## What to work on
Return the count of lines in the following records that include "crate", and nothing more.

## Source data
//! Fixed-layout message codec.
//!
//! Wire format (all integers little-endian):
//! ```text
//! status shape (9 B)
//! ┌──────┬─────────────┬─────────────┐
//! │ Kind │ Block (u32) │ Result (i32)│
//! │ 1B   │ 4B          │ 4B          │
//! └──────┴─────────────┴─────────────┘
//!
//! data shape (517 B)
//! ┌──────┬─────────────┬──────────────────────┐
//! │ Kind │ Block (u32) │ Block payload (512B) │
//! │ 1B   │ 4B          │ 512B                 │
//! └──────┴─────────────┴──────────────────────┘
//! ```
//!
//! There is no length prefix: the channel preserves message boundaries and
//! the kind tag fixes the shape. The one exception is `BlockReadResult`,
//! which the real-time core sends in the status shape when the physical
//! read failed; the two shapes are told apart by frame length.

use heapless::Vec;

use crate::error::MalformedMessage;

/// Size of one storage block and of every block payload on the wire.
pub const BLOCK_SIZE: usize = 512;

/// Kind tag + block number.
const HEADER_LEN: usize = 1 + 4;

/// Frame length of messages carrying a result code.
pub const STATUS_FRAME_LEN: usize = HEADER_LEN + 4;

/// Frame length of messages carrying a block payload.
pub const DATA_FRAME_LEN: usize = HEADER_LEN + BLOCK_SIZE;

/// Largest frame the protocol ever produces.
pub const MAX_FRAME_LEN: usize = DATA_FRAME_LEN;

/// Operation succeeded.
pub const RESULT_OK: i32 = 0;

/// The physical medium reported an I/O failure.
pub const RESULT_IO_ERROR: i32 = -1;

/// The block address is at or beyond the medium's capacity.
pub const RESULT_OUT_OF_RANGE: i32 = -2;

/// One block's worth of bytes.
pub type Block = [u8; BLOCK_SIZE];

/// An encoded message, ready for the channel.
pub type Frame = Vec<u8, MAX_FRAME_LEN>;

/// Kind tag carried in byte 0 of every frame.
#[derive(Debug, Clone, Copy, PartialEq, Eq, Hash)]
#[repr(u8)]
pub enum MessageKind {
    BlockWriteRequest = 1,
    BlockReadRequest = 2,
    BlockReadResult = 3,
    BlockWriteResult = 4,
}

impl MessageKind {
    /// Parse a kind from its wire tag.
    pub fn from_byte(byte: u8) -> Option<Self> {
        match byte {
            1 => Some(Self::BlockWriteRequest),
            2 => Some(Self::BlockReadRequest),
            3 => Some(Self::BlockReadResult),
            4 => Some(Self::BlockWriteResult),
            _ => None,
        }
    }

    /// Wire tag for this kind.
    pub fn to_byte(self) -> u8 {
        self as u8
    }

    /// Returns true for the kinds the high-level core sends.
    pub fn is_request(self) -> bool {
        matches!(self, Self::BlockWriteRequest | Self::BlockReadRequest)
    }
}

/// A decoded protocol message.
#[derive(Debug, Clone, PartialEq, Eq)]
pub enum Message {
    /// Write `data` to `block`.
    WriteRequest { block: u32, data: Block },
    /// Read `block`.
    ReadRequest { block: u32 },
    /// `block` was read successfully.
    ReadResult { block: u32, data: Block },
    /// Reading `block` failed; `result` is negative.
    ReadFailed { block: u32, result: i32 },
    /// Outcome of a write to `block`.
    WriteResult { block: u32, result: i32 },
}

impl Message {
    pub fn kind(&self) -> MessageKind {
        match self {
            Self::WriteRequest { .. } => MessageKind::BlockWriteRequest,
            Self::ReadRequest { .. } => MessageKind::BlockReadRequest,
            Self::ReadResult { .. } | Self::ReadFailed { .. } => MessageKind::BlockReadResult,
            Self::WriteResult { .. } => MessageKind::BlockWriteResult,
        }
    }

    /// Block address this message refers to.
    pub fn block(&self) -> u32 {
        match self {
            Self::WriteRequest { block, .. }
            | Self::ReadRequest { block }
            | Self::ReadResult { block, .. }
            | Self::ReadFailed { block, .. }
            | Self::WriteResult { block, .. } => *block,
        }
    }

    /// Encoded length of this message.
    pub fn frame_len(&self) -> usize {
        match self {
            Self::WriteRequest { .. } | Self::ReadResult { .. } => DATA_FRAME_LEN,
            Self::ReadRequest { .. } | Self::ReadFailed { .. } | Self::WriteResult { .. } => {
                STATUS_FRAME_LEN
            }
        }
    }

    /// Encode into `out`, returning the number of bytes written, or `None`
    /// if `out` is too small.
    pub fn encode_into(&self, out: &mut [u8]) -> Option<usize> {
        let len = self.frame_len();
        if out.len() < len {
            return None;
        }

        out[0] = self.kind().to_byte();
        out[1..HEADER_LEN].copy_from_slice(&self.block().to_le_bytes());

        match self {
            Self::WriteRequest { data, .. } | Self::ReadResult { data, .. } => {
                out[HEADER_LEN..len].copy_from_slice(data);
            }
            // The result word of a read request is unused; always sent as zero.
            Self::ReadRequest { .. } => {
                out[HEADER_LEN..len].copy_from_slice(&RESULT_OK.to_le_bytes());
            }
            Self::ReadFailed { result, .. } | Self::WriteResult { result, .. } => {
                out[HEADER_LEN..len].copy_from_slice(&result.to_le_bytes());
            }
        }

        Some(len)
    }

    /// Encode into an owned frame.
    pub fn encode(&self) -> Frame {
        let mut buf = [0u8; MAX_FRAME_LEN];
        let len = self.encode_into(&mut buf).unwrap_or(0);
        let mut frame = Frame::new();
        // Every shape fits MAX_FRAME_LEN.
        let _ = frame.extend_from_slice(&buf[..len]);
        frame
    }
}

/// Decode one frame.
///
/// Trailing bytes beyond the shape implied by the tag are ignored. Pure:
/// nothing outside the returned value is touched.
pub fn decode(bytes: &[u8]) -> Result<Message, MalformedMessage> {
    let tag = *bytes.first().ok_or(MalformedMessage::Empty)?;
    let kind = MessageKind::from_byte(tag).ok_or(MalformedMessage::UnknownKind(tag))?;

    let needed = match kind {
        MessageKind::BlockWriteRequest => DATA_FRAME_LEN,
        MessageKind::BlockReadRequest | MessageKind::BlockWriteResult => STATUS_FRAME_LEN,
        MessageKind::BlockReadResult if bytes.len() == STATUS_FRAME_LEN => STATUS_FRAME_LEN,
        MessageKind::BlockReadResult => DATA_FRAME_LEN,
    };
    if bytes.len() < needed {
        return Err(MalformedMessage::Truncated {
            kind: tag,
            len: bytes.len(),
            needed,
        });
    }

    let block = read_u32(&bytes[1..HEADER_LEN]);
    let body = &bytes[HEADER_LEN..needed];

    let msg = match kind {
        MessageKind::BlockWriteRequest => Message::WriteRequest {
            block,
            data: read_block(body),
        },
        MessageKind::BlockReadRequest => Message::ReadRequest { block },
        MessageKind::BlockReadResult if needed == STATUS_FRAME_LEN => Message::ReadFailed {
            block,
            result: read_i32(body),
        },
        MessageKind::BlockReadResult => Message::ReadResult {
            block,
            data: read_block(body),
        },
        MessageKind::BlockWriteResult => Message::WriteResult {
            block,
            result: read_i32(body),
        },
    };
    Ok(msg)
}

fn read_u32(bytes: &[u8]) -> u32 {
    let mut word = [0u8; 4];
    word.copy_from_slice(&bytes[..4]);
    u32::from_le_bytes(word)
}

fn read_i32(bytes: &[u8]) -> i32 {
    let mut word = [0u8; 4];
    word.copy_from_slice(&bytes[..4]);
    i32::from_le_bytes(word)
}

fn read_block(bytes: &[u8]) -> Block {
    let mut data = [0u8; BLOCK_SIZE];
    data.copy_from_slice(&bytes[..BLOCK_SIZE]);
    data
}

...

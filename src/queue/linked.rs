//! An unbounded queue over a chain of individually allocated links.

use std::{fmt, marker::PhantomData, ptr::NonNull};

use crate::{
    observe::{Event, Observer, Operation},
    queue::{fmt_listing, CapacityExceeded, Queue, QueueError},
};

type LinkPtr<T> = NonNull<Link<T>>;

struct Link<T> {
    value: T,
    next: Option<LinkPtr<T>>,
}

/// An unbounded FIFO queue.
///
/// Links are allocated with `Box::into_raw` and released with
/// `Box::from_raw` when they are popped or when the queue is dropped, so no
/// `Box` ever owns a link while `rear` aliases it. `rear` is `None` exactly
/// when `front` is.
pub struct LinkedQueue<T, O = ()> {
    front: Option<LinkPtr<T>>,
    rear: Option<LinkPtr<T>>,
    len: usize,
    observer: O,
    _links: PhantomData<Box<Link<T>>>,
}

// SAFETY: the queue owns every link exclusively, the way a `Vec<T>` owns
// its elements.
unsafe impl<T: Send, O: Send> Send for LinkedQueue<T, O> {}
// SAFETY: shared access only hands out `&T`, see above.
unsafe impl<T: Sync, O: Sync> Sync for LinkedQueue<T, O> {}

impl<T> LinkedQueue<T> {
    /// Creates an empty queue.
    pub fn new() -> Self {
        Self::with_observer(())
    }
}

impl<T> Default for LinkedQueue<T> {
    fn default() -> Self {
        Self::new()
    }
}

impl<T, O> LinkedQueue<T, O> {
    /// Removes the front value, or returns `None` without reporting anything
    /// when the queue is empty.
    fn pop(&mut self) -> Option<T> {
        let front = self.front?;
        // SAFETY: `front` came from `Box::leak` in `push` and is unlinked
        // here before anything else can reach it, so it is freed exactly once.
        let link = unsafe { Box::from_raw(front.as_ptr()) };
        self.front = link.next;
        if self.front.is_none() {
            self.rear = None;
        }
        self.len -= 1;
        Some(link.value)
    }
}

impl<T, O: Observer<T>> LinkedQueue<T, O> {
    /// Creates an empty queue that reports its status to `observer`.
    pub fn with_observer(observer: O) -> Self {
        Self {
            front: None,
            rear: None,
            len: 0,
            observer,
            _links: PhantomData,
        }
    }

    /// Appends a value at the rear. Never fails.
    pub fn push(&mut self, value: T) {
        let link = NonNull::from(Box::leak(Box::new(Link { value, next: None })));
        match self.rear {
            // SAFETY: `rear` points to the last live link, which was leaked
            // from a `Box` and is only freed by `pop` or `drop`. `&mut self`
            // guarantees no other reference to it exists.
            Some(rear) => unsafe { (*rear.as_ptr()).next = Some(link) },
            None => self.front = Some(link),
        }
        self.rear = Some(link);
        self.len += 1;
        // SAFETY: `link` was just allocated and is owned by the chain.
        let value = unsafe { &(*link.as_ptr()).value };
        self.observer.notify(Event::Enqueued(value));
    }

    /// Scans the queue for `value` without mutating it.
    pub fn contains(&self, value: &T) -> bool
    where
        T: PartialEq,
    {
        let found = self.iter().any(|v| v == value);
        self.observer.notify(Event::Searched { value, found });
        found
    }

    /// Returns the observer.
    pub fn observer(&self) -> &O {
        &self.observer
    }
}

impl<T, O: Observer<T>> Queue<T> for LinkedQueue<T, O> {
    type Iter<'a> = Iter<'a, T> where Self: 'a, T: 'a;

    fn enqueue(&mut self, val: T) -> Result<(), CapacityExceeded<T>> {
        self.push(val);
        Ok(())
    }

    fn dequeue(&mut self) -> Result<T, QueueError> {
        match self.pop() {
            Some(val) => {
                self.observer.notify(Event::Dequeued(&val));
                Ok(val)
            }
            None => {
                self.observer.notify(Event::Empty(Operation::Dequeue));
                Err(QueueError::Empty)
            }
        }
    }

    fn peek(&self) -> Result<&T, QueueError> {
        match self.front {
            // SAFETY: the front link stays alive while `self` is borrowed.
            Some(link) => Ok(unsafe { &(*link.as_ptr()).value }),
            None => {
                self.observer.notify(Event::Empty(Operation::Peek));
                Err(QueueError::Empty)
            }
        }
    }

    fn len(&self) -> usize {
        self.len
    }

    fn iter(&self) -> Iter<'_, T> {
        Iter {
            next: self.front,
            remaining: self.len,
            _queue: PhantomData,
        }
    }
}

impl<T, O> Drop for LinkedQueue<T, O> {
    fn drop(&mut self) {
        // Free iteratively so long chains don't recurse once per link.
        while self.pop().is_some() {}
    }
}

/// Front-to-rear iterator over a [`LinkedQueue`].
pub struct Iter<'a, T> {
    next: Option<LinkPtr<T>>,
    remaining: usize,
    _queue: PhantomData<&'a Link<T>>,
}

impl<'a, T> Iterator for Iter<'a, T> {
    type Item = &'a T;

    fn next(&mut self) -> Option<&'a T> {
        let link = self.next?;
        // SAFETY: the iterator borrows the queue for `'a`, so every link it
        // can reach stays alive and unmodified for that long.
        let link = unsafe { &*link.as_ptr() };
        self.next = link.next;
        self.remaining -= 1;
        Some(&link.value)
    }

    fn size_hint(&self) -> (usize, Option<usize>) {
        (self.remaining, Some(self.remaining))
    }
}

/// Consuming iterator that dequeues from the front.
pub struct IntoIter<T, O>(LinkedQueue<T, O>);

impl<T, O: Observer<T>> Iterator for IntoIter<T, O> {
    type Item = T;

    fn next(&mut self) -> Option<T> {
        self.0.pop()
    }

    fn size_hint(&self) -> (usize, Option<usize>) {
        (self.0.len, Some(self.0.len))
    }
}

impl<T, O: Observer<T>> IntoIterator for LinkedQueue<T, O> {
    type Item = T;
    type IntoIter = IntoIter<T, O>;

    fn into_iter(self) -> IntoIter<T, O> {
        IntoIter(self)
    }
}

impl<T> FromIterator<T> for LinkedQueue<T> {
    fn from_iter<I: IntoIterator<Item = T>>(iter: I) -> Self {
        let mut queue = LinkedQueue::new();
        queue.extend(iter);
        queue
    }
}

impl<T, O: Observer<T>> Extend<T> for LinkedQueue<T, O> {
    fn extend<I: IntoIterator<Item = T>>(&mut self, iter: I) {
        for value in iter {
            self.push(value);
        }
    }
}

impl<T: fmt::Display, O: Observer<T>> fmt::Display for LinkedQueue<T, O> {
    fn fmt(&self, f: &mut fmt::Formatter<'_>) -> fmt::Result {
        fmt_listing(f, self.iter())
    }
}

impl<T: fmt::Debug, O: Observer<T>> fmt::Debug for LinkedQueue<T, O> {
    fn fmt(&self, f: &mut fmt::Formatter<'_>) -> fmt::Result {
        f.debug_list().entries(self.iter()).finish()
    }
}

--

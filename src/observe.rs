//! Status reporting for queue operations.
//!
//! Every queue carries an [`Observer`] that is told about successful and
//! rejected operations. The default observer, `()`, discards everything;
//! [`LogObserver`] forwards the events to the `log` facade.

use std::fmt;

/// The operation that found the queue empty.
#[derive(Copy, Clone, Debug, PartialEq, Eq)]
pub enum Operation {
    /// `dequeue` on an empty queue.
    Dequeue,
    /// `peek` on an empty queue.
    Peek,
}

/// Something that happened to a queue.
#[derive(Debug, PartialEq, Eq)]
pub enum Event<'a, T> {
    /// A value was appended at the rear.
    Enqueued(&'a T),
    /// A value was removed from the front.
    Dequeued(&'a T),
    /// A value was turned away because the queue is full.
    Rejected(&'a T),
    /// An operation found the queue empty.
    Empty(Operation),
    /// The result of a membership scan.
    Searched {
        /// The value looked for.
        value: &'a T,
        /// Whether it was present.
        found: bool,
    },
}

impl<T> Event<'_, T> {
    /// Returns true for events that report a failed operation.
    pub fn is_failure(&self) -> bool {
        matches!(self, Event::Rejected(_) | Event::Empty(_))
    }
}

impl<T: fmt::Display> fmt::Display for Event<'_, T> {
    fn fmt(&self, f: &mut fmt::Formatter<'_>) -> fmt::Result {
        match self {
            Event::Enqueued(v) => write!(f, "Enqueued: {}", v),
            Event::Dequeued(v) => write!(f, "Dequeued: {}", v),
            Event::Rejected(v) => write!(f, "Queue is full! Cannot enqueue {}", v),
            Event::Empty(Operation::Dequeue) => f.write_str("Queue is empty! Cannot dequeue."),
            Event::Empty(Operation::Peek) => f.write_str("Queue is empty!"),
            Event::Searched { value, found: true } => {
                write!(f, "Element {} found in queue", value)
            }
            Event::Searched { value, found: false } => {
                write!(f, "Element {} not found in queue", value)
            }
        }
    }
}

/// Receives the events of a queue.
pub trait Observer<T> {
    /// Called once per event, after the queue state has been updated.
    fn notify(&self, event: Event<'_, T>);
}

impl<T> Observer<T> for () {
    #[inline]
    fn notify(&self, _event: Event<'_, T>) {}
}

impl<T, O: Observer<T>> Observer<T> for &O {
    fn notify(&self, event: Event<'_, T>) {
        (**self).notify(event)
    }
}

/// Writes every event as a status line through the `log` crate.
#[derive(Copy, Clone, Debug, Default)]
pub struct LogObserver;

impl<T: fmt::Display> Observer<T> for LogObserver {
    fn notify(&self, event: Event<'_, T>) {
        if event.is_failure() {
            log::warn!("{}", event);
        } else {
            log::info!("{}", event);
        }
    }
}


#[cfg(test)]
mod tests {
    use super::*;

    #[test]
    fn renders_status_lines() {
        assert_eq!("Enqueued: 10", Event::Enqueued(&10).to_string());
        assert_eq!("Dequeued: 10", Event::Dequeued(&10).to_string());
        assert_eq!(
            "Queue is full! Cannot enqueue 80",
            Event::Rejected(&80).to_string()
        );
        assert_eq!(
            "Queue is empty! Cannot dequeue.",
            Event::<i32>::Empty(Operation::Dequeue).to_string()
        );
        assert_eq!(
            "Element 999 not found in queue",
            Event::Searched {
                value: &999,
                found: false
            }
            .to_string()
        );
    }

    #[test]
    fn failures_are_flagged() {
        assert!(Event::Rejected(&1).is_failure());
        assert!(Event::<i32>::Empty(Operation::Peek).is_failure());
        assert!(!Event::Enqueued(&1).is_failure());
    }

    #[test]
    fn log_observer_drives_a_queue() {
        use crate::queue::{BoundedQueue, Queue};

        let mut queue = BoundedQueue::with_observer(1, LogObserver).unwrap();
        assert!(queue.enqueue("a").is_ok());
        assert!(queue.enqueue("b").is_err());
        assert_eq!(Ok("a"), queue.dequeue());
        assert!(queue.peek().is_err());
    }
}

## Finished task
4